(RECORDS SHOWN Opens)

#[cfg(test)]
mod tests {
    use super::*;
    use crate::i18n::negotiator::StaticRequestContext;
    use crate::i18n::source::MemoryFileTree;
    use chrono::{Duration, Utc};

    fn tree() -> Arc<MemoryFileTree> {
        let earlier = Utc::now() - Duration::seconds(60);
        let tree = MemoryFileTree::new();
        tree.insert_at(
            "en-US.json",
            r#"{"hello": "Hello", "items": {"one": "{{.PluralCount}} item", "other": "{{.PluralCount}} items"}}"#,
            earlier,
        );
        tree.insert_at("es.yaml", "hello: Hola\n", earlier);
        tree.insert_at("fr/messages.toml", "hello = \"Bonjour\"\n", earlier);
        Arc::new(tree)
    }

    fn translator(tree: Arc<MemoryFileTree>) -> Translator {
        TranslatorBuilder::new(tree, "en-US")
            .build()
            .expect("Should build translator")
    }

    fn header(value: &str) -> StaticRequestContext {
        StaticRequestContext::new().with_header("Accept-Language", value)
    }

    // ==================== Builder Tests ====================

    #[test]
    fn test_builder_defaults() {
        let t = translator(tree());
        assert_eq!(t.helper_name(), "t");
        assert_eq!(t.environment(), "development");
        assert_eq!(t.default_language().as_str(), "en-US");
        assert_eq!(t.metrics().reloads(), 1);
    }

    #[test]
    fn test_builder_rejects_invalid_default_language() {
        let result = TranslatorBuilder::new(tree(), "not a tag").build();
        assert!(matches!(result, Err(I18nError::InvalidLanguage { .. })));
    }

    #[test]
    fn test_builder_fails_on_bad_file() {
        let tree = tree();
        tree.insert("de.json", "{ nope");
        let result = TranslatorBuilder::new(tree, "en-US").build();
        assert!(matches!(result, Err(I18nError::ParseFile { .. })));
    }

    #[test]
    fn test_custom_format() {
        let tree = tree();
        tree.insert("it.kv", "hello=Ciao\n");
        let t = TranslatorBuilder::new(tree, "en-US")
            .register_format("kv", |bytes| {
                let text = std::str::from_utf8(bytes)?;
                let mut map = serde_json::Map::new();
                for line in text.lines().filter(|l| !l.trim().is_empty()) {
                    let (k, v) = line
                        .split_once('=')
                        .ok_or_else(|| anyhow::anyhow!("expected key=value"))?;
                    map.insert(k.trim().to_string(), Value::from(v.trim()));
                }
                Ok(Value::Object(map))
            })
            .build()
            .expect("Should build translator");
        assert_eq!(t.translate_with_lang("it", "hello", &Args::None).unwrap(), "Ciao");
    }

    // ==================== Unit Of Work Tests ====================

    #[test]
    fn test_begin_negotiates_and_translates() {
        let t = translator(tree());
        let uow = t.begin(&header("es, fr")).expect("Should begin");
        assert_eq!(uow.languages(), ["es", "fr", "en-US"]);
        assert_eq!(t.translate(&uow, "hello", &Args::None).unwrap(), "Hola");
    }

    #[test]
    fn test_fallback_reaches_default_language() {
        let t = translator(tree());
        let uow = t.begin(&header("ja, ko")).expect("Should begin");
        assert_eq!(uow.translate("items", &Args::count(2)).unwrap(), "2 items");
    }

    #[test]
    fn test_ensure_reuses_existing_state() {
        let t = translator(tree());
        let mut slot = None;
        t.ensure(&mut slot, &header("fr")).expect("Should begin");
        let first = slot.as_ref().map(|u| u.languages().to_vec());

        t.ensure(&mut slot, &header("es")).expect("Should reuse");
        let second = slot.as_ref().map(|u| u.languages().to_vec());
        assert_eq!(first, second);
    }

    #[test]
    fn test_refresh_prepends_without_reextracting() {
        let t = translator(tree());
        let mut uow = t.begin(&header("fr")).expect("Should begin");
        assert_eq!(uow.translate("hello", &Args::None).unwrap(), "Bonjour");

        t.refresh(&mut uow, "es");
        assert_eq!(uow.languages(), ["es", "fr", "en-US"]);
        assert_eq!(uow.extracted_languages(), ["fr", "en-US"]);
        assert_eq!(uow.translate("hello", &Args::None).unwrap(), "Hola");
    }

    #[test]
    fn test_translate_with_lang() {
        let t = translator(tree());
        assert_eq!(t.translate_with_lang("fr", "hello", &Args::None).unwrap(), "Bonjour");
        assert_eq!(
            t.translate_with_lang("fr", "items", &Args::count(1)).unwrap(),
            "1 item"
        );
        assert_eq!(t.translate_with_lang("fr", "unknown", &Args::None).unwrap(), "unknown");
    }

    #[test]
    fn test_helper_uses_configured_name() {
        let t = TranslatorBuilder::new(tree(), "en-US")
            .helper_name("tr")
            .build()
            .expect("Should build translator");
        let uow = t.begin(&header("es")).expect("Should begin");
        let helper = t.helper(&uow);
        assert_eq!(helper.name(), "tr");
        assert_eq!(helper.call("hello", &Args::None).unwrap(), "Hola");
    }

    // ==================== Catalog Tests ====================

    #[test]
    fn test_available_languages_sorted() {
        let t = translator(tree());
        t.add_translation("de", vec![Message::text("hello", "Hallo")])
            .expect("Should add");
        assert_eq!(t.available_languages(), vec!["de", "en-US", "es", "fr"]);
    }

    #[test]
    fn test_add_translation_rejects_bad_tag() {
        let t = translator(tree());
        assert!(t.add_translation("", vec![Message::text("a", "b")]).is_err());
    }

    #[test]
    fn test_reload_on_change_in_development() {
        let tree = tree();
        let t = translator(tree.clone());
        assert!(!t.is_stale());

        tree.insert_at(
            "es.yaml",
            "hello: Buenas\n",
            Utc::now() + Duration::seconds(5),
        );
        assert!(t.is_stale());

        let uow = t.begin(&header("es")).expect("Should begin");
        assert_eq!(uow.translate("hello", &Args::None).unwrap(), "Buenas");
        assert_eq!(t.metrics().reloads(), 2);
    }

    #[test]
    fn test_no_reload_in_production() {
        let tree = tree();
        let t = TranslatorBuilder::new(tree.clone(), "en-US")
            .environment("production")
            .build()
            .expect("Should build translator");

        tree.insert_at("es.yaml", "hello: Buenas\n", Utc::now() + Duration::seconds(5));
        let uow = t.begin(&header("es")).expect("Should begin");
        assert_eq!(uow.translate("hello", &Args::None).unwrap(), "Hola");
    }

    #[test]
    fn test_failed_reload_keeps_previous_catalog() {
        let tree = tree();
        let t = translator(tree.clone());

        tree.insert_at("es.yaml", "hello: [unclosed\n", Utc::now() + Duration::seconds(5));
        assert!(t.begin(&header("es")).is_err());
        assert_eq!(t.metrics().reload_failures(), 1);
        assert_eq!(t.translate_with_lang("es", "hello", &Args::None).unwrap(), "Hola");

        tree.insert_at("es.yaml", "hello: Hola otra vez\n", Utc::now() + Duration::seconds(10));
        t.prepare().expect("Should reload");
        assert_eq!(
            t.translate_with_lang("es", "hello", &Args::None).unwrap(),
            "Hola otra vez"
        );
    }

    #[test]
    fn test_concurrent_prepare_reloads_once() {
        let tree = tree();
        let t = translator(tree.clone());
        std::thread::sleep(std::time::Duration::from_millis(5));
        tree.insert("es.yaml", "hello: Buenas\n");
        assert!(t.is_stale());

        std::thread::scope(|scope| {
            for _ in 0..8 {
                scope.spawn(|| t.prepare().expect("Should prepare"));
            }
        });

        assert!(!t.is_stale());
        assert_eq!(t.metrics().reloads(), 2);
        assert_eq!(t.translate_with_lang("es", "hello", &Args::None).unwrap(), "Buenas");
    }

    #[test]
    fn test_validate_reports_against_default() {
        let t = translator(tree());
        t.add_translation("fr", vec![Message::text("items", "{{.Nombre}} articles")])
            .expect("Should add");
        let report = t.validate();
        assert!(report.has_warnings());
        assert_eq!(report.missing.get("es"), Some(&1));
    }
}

(RECORDS SHOWN Closes)

TASK INSTRUCTIONS: All that is needed is a number: the count of lines in the listing that hold "environment".

TASK OUTPUT: 2